A series of measures have been decided aimed at reducing the high levels of irregular migration to the Republic, it was announced after an extraordinary meeting on the issue was held on Tuesday.

Government spokesman Marios Pelekanos said after the meeting that Turkey is instrumentalising migration against the Republic, aiming to alter the nation’s demographics. He emphasised that asylum seekers now comprise five per cent of the population.

His statements after the meeting, however, were light on detail and lacked specifics as to how the government hopes to achieve its stated aims of reducing the migrant flows.

But Pelekanos said that the measures will prevent entry into the Republic, tackle undeclared workers in the gray economy, address overpopulation at reception centres and further press the EU to bolster the return of rejected asylum seekers.

The meeting came as Frontex, the EU’s border agency, issued its latest report which found that illegal crossings into Cyprus rose three-fold in the first three months of 2022 compared to the same period the previous year and accounted for 5,100 of 7,005 such cases for the entire Eastern Mediterranean route.

In the month of March, the total number of migrants detected also doubled to nearly 3,250, it added. The main nationalities detected were Nigerians and Congolese.

“Refugees fleeing Ukraine and entering the EU through border crossing points are not part of the figures of illegal entries detected,” the report stated.

The government is caught in a bind: it wishes to reduce the flow of irregular migrants – of which it accuses Turkey of instrumentalising, a country which does not recognise the Republic – but it is a signatory to UN treaties which place obligations on it to accept and protect asylum seekers, regardless of how they enter the country.

The government has accused Turkey of facilitating the arrival of people into the north, as Interior Minister Nicos Nouris has argued that: “these people [irregular migrants] flew to the north from Istanbul after receiving a 60-day visa from the ‘government’ there, and then crossed over through the buffer zone”.

The matter is further complicated by the peculiarities of the Green Line, which neither the Republic nor the EU accepts as a border but efforts are being made to erect barriers to prevent the uncontrolled and unchecked flow of goods and people.

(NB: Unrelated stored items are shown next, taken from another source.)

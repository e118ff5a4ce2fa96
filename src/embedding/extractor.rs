//! Extractor trait and the outcome of one extraction.

use crate::embedding::Embedding;
use crate::error::Result;
use image::RgbImage;

/// Name, version and fusion weight of one configured extractor.
#[derive(Debug, Clone, PartialEq)]
pub struct ExtractorSpec {
    /// Extractor name.
    pub name: String,
    /// Version tag carried by every embedding it produces.
    pub version: String,
    /// Fusion weight.
    pub weight: f32,
}

impl ExtractorSpec {
    /// Create a spec.
    pub fn new(name: &str, version: &str, weight: f32) -> Self {
        Self {
            name: name.to_string(),
            version: version.to_string(),
            weight,
        }
    }
}

/// Turns a cropped detection image into an appearance vector.
///
/// Implementations must be deterministic for a given version and input.
/// The returned vector need not be normalized; a zero vector is treated as
/// a failure.
pub trait Extractor: Send + Sync {
    /// Extractor name.
    fn name(&self) -> &str;

    /// Version tag.
    fn version(&self) -> &str;

    /// Compute a raw vector for a crop.
    fn embed(&self, crop: &RgbImage) -> Result<Vec<f32>>;
}

/// Outcome of running one extractor for one detection.
#[derive(Debug, Clone, PartialEq)]
pub enum Extraction {
    /// A usable, normalized embedding.
    Vector(Embedding),
    /// The extractor is unavailable for this detection.
    Unavailable {
        /// Extractor name.
        extractor: String,
        /// Why no embedding was produced.
        reason: String,
    },
}
//! Administrative re-matching: selecting detections and returning them to
//! `pending` so the worker pool decides them again.

use crate::error::Result;
use crate::registry::{DetectionId, DetectionState, Mutation, Registry, RegistryState, corrections};
use tracing::info;

/// Which detections to re-match.
#[derive(Debug, Clone, PartialEq, Eq)]
pub enum Selection {
    /// Every detection that is not a duplicate.
    All,
    /// Unresolved detections and ones left pending by failures.
    Unresolved,
    /// Explicit ids.
    Ids(Vec<DetectionId>),
}

/// Resolve a selection against the registry.
pub fn select(state: &RegistryState, selection: &Selection) -> Vec<DetectionId> {
    match selection {
        Selection::All => state
            .detections
            .values()
            .filter(|d| d.state != DetectionState::Duplicate)
            .map(|d| d.id)
            .collect(),
        Selection::Unresolved => state
            .detections
            .values()
            .filter(|d| matches!(d.state, DetectionState::Unresolved | DetectionState::Pending))
            .map(|d| d.id)
            .collect(),
        Selection::Ids(ids) => ids.clone(),
    }
}

/// Return detections to `pending`.
///
/// Assigned detections are detached from their identity first. Embeddings
/// and negative examples are kept, so re-matching does not recompute
/// vectors and never revisits a rejected identity.
pub fn reset(registry: &Registry, ids: &[DetectionId]) -> Result<usize> {
    let mut reset = 0;
    for &id in ids {
        let detection = registry.detection(id)?;
        if detection.identity().is_some() {
            corrections::reject(registry, id, false)?;
            reset += 1;
            continue;
        }
        if detection.state == DetectionState::Pending && detection.last_error.is_none() {
            continue;
        }

        let mut updated = detection;
        updated.clear_decision();
        updated.state = DetectionState::Pending;
        updated.linked_to = None;
        updated.attempts = 0;
        registry.commit(|_| Ok((vec![Mutation::detection(updated)], ())))?;
        reset += 1;
    }
    info!("Reset {reset} of {} detections for re-matching", ids.len());
    Ok(reset)
}
fn handle_registry_command(action: RegistryAction, config: &Config, mode: OutputMode) -> Result<()> {
    let dir = registry_dir(config)?;
    match action {
        RegistryAction::Info => {
            let registry = open_registry(config, false)?;
            let stats = registry.read(profile::stats)?;
            match mode {
                OutputMode::Json => emit_json_result(
                    ResultType::Registry,
                    &serde_json::json!({
                        "dir": dir,
                        "locked": RegistryLock::is_locked(&dir),
                        "stats": stats,
                    }),
                ),
                OutputMode::Human => {
                    println!("registry:    {}", dir.display());
                    if let Some(holder) = RegistryLock::holder(&dir) {
                        println!(
                            "locked by:   pid {} on {} since {}",
                            holder.pid, holder.hostname, holder.started
                        );
                    }
                    println!("{}", text::registry_stats(&stats));
                }
            }
        }
        RegistryAction::Compact => {
            let registry = open_registry(config, true)?;
            registry.compact()?;
            emit(mode, ResultType::Registry, &dir, |d| {
                format!("Compacted registry at {}", d.display())
            });
        }
        RegistryAction::Unlock { force, older_than } => {
            if !RegistryLock::is_locked(&dir) {
                emit(mode, ResultType::Registry, &dir, |d| {
                    format!("Registry at {} is not locked", d.display())
                });
                return Ok(());
            }
            if !force && !RegistryLock::is_stale(&dir, older_than) {
                if let Some(holder) = RegistryLock::holder(&dir) {
                    warn!(
                        "Lock held by pid {} on {} since {}; use --force to remove it anyway",
                        holder.pid, holder.hostname, holder.started
                    );
                }
                return Err(Error::RegistryLocked {
                    path: RegistryLock::lock_path_for(&dir),
                });
            }
            RegistryLock::remove_stale(&dir)?;
            emit(mode, ResultType::Registry, &dir, |d| {
                format!("Removed lock from {}", d.display())
            });
        }
    }
    Ok(())
}
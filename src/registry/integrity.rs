//! Data-integrity checks and operator quarantine.
//!
//! An identity that violates a registry invariant is quarantined: it leaves
//! the similarity index and an [`Incident`] is recorded for operators. It
//! returns to matching only through `release` after repair, or by being
//! merged into a healthy identity.

use crate::error::{Error, Result};
use crate::registry::{
    DetectionId, Identity, IdentityId, Incident, Mutation, Registry, RegistryState,
};
use chrono::Utc;
use tracing::{error, info};

/// Check one identity against the registry invariants.
pub fn check(identity: &Identity, primary: &str) -> Result<()> {
    let mut problems = Vec::new();

    if identity.embeddings.is_empty() {
        problems.push("no embeddings".to_string());
    } else if !identity.embeddings.contains_key(primary) {
        problems.push(format!("missing primary embedding '{primary}'"));
    }
    for (name, stored) in &identity.embeddings {
        if stored.vector.is_empty() || stored.vector.iter().any(|x| !x.is_finite()) {
            problems.push(format!("embedding '{name}' is empty or non-finite"));
        } else if stored.vector.iter().all(|x| x.abs() < f32::MIN_POSITIVE) {
            problems.push(format!("embedding '{name}' is a zero vector"));
        }
    }
    if identity.sightings == 0 {
        problems.push("zero sightings".to_string());
    }
    if identity.first_seen > identity.last_seen {
        problems.push("first sighting after last sighting".to_string());
    }

    if problems.is_empty() {
        Ok(())
    } else {
        Err(Error::Integrity {
            identity: identity.id,
            message: problems.join("; "),
        })
    }
}

/// Mutations quarantining an identity and recording an incident.
pub fn quarantine(
    identity: &Identity,
    incident_id: u64,
    detection: Option<DetectionId>,
    message: &str,
) -> Vec<Mutation> {
    let mut quarantined = identity.clone();
    quarantined.quarantined = true;

    vec![
        Mutation::identity(quarantined),
        Mutation::RecordIncident {
            incident: Incident {
                id: incident_id,
                identity: identity.id,
                detection,
                message: message.to_string(),
                raised_at: Utc::now(),
                resolved: false,
            },
        },
    ]
}

/// Log a freshly raised incident for operators.
pub fn report(incident: &Incident) {
    error!(
        "Integrity incident #{}: identity {} quarantined: {}",
        incident.id, incident.identity, incident.message
    );
}

/// Check every active identity and quarantine the ones in violation.
///
/// Returns the incidents raised.
pub fn sweep(registry: &Registry, primary: &str) -> Result<Vec<Incident>> {
    let raised = registry.commit(|state| {
        let mut next_id = state.next_incident_id();
        let mut mutations = Vec::new();
        let mut raised = Vec::new();

        for identity in state.identities.values().filter(|i| !i.quarantined) {
            if let Err(e) = check(identity, primary) {
                let message = violation_message(&e);
                for m in quarantine(identity, next_id, None, &message) {
                    if let Mutation::RecordIncident { incident } = &m {
                        raised.push(incident.clone());
                    }
                    mutations.push(m);
                }
                next_id += 1;
            }
        }
        Ok((mutations, raised))
    })?;

    raised.iter().for_each(report);
    Ok(raised)
}

/// Return a repaired identity to matching and resolve its incidents.
pub fn release(registry: &Registry, id: IdentityId, primary: &str) -> Result<Identity> {
    let released = registry.commit(|state| {
        let identity = state
            .identities
            .get(&id)
            .ok_or(Error::IdentityNotFound { id })?;
        if !identity.quarantined {
            return Err(Error::InvalidCorrection {
                message: format!("identity {id} is not quarantined"),
            });
        }
        check(identity, primary).map_err(|e| Error::InvalidCorrection {
            message: format!("identity {id} still violates: {}", violation_message(&e)),
        })?;

        let mut released = identity.clone();
        released.quarantined = false;

        let mut mutations = vec![Mutation::identity(released.clone())];
        mutations.extend(resolve_incidents(state, id));
        Ok((mutations, released))
    })?;

    info!("Released identity {id}");
    Ok(released)
}

/// Mutations resolving every open incident of an identity.
pub fn resolve_incidents(state: &RegistryState, id: IdentityId) -> Vec<Mutation> {
    state
        .open_incidents()
        .filter(|i| i.identity == id)
        .map(|i| Mutation::RecordIncident {
            incident: Incident {
                resolved: true,
                ..i.clone()
            },
        })
        .collect()
}

/// Violation text without the error prefix.
pub fn violation_message(err: &Error) -> String {
    match err {
        Error::Integrity { message, .. } => message.clone(),
        other => other.to_string(),
    }
}

#[cfg(test)]
#[allow(clippy::unwrap_used)]
mod tests {
    use super::*;
    use crate::registry::{ActivitySummary, AgeClass, Category, Sex, StoredEmbedding};
    use std::collections::BTreeMap;

    fn identity(id: u64) -> Identity {
        let now = Utc::now();
        let mut embeddings = BTreeMap::new();
        embeddings.insert(
            "body".to_string(),
            StoredEmbedding {
                version: "v1".to_string(),
                vector: vec![0.6, 0.8],
                samples: 1,
            },
        );
        Identity {
            id: IdentityId(id),
            name: None,
            category: Category {
                species: "lynx".to_string(),
                sex: Sex::Unknown,
                age: AgeClass::Adult,
            },
            embeddings,
            first_seen: now,
            last_seen: now,
            sightings: 1,
            activity: ActivitySummary::default(),
            exemplars: BTreeMap::new(),
            merged_from: Vec::new(),
            quarantined: false,
        }
    }

    #[test]
    fn test_healthy_identity_passes() {
        assert!(check(&identity(1), "body").is_ok());
    }

    #[test]
    fn test_violations_are_reported() {
        let mut bad = identity(1);
        bad.embeddings.clear();
        let err = check(&bad, "body").unwrap_err();
        assert!(violation_message(&err).contains("no embeddings"));

        let mut bad = identity(2);
        bad.sightings = 0;
        bad.embeddings.get_mut("body").unwrap().vector = vec![f32::NAN, 1.0];
        let message = violation_message(&check(&bad, "body").unwrap_err());
        assert!(message.contains("non-finite"));
        assert!(message.contains("zero sightings"));

        assert!(check(&identity(3), "head").is_err());
    }

    #[test]
    fn test_sweep_quarantines_and_release_requires_repair() {
        let registry = Registry::in_memory();
        let mut broken = identity(2);
        broken.embeddings.clear();
        registry
            .commit(|_| {
                Ok((
                    vec![Mutation::identity(identity(1)), Mutation::identity(broken)],
                    (),
                ))
            })
            .unwrap();

        let incidents = sweep(&registry, "body").unwrap();
        assert_eq!(incidents.len(), 1);
        assert_eq!(incidents[0].identity, IdentityId(2));
        assert!(registry.identity(IdentityId(2)).unwrap().quarantined);
        assert_eq!(registry.read(|s| s.index.len("body")).unwrap(), 1);

        // A second sweep does not raise duplicates.
        assert!(sweep(&registry, "body").unwrap().is_empty());

        let err = release(&registry, IdentityId(2), "body").unwrap_err();
        assert!(matches!(err, Error::InvalidCorrection { .. }));

        let mut repaired = registry.identity(IdentityId(2)).unwrap();
        repaired.embeddings = identity(2).embeddings;
        registry
            .commit(|_| Ok((vec![Mutation::identity(repaired)], ())))
            .unwrap();
        let released = release(&registry, IdentityId(2), "body").unwrap();
        assert!(!released.quarantined);
        assert_eq!(registry.read(|s| s.open_incidents().count()).unwrap(), 0);
        assert_eq!(registry.read(|s| s.index.len("body")).unwrap(), 2);
    }

    #[test]
    fn test_release_healthy_identity_is_rejected() {
        let registry = Registry::in_memory();
        registry
            .commit(|_| Ok((vec![Mutation::identity(identity(1))], ())))
            .unwrap();
        assert!(release(&registry, IdentityId(1), "body").is_err());
    }
}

“There is no other solution except taking action on the Green Line to limit migrant flows,” Nouris has previously stated, while also saying that up to 75 per cent of such arrivals take place through the dividing line.

That has led the state to install razor wire fence along vast stretches of the Green Line – set to span 11km, with plans for it to start from Astromeritis, Peristerona and Akaki all the way to the defunct Nicosia airport.

Last week, the Cyprus Mail reported that metal gates are being installed along key points of that razor wire fencing which has been erected – as the government hopes the barrier will act as a deterrent to irregular migrants.

Elsewhere, the government last year signed an agreement to procure modern technology systems from Israel for surveillance along the buffer zone.

The system will operate 24 hours a day, with cameras installed at several points along the buffer zone, it was reported at the time. The project is costed at €27.5m.

The sharp rise in the number of arrivals over the past few years has placed enormous pressure on the reception centres, most notably Pournara.

It has consistently earned headlines for mass brawls, appalling conditions, and, most recently, unaccompanied minors declared missing – some for up to three years.

Earlier this year, Cyprus hailed the signing of a memorandum of understanding with the EU which attempts to alleviate issues stemming from the migration pressures.

The stated aims of the agreement are to enhance first reception capacity, the implementation of timely asylum procedures, establish effective integration and improve efficiency of returns.

It is the last point – returns – which has most recently become the focus of the Republic’s efforts to reduce the number of migrants and failed asylum seekers.

The interior ministry has previously lamented that once irregular migrants are in the Republic it appears to be almost impossible to repatriate them, even after their asylum applications are rejected.

The government has previously attempted to enhance its toolkit to reduce the flows, such as drawing up a list of safe countries – from which applications shall be considered manifestly unfounded and denied on a fast-track basis, unless the individual provides concrete proof he or she is truly at risk in their country of origin.